• [Work instruction] Look over the entries that follow. Report how many lines contain "ParseJson", with nothing else.
(Supplied data)
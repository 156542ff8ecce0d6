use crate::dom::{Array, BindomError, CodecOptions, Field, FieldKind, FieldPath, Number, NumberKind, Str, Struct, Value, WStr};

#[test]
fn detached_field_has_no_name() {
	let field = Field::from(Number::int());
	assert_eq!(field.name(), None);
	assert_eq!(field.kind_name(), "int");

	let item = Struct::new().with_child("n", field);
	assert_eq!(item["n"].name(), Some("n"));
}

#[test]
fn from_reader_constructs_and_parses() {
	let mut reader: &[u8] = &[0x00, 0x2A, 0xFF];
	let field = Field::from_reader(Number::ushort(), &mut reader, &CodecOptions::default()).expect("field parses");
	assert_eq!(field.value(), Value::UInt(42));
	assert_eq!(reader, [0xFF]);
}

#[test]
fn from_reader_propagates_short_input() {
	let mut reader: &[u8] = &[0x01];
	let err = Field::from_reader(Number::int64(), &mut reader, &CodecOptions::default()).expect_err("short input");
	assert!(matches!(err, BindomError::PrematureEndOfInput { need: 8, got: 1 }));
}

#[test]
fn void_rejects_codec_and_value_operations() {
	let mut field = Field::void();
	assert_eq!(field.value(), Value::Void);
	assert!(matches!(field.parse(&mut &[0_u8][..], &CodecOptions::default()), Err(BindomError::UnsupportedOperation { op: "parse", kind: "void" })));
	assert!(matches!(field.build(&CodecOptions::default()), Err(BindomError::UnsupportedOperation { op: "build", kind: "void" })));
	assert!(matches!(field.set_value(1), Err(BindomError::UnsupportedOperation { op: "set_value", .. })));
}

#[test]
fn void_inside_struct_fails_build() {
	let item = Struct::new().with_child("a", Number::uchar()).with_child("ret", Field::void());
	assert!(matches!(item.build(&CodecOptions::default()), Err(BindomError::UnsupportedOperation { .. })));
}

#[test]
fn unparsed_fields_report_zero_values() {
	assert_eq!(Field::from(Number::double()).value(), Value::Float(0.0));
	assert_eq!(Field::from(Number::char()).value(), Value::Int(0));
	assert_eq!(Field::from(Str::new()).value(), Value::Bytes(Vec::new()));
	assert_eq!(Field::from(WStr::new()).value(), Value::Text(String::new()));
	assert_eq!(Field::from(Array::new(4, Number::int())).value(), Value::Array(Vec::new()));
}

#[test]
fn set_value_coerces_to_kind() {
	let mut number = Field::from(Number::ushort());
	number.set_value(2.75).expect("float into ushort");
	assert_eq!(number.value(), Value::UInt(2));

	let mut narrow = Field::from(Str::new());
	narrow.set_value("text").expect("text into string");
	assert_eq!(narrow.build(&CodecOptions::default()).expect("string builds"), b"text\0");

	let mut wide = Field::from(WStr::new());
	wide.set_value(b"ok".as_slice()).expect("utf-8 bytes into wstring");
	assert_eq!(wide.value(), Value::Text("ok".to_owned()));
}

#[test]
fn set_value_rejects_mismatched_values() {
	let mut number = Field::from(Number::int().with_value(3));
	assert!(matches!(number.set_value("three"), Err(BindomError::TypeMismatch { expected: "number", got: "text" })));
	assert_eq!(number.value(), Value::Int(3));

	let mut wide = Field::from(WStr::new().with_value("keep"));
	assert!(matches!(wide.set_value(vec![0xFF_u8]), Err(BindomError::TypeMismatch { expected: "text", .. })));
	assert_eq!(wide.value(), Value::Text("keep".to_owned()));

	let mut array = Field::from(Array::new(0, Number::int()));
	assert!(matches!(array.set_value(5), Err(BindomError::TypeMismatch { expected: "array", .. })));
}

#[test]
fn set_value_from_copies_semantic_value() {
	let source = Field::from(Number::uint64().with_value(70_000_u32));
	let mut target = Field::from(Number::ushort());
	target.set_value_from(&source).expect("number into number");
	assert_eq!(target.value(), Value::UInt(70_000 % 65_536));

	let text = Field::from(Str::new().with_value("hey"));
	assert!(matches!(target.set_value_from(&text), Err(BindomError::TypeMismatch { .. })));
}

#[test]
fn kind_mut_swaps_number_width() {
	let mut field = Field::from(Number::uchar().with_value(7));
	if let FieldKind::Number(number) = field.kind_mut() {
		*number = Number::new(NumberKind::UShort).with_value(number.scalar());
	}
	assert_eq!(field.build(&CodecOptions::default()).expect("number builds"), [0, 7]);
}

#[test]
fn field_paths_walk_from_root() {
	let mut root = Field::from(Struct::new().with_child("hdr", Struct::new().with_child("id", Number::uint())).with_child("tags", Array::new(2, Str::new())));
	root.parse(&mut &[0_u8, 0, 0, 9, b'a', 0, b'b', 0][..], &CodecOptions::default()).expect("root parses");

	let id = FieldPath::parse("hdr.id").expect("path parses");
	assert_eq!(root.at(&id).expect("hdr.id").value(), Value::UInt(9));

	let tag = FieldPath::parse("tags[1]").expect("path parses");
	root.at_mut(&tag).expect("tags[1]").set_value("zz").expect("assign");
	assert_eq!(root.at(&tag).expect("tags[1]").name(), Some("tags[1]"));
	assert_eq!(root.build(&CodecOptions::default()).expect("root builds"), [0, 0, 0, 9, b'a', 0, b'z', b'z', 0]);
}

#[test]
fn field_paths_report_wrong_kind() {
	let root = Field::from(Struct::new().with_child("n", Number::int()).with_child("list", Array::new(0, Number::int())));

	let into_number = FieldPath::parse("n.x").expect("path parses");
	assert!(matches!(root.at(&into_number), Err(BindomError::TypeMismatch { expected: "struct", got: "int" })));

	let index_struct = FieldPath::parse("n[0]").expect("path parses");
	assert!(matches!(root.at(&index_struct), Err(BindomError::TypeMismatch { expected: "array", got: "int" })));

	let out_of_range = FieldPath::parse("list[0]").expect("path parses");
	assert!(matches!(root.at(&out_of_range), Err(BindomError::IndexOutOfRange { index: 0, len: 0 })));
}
(End Supplied data)
(Supplied data)
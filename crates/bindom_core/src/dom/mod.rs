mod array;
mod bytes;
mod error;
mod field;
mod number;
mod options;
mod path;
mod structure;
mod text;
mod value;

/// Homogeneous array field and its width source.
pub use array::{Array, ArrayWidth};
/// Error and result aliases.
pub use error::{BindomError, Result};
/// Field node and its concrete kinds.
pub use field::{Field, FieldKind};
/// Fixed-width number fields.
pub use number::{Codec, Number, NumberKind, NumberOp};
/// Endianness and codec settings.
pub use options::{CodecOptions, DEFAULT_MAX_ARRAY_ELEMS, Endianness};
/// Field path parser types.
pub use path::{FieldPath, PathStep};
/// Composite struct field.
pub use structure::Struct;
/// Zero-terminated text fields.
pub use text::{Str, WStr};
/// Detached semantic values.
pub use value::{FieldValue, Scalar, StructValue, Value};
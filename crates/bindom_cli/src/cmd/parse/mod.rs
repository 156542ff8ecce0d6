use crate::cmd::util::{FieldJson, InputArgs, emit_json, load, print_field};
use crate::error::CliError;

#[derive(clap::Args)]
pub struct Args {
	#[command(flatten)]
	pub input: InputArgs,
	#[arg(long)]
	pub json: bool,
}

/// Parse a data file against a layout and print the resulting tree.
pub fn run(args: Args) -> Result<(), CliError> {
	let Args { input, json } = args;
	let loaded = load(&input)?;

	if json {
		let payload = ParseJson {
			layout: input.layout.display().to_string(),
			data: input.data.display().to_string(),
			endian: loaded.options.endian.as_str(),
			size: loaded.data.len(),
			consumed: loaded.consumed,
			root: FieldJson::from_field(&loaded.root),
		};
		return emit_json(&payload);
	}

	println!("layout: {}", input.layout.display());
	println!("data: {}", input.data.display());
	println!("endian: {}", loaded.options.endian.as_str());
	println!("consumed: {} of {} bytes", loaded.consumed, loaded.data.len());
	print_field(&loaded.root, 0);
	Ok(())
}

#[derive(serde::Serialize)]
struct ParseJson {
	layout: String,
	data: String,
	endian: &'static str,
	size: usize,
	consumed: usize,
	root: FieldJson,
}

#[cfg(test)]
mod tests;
(End Supplied data)
(Supplied data)
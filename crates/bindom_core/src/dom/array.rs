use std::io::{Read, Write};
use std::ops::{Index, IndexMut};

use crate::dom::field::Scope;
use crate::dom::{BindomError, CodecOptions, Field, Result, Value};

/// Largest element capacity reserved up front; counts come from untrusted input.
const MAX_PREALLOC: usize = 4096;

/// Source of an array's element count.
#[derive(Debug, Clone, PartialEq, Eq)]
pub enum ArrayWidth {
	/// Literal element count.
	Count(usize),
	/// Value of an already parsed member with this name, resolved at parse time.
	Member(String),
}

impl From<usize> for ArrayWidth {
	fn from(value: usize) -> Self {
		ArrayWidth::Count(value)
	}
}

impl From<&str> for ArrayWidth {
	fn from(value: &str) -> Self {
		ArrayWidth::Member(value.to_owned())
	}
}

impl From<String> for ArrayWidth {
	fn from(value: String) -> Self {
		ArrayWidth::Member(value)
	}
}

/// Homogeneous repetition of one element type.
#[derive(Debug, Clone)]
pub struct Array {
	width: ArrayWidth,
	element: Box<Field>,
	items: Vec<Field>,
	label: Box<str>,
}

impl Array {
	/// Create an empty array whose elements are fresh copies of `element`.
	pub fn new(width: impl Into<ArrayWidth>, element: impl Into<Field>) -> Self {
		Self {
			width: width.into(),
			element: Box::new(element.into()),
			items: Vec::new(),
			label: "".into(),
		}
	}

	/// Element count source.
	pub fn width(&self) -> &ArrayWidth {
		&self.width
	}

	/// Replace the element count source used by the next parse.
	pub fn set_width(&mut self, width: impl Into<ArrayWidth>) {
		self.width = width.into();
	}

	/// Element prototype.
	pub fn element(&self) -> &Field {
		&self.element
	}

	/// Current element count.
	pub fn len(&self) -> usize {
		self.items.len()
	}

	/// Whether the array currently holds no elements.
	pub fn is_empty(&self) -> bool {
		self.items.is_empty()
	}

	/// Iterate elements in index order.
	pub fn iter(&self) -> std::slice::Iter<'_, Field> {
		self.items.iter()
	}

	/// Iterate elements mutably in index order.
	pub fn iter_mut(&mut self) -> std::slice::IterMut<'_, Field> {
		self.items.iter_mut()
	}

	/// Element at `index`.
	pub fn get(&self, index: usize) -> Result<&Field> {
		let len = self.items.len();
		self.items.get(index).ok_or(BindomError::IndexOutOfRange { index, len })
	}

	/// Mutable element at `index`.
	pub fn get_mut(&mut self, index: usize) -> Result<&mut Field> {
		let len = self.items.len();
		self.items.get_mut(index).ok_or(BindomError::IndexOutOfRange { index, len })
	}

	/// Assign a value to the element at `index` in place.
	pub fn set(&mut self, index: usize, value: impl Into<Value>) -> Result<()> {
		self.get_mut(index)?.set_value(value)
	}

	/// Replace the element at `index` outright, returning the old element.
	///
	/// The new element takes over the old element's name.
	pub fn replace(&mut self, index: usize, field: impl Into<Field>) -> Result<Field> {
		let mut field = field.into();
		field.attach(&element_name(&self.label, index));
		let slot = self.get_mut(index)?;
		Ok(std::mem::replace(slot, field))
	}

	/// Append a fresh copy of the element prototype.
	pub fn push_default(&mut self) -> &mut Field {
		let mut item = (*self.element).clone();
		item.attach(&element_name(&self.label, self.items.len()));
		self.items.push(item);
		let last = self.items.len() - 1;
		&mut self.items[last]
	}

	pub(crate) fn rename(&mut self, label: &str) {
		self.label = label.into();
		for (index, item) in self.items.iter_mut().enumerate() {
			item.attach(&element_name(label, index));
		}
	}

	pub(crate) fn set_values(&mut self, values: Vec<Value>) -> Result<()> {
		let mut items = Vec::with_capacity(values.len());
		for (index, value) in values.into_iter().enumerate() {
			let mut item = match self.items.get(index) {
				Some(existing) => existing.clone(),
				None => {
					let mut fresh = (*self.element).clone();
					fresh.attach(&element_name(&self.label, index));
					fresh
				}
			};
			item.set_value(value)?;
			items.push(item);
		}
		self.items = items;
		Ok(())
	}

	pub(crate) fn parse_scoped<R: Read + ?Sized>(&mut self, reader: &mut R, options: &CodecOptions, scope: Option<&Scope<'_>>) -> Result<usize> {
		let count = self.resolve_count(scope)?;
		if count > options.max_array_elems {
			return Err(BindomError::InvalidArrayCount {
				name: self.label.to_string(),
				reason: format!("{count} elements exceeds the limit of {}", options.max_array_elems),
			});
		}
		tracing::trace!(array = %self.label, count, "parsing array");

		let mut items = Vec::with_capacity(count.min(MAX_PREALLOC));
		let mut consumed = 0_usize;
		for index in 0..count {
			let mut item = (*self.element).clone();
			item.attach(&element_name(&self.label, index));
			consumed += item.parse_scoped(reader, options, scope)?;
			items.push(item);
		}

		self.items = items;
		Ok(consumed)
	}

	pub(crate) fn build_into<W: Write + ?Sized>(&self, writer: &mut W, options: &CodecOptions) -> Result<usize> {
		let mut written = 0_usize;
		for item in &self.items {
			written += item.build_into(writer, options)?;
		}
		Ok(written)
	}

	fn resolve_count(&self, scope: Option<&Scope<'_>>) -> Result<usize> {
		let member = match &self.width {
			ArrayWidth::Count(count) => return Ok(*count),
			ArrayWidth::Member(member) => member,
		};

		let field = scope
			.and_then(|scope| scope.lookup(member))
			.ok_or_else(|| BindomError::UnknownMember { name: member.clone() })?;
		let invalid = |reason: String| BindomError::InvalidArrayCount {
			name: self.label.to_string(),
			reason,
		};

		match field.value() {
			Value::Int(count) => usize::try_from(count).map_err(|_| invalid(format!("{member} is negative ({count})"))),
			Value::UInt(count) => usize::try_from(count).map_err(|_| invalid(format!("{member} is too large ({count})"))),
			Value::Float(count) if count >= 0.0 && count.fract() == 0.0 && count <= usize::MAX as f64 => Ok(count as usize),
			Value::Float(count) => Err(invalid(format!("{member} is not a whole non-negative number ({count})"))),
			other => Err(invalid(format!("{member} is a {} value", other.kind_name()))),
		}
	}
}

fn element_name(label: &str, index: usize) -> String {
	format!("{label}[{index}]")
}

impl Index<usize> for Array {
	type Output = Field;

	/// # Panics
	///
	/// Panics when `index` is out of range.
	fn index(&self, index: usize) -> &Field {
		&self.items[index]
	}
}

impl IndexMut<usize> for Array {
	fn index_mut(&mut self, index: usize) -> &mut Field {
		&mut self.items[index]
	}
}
(End Supplied data)
• [Output for this task] 2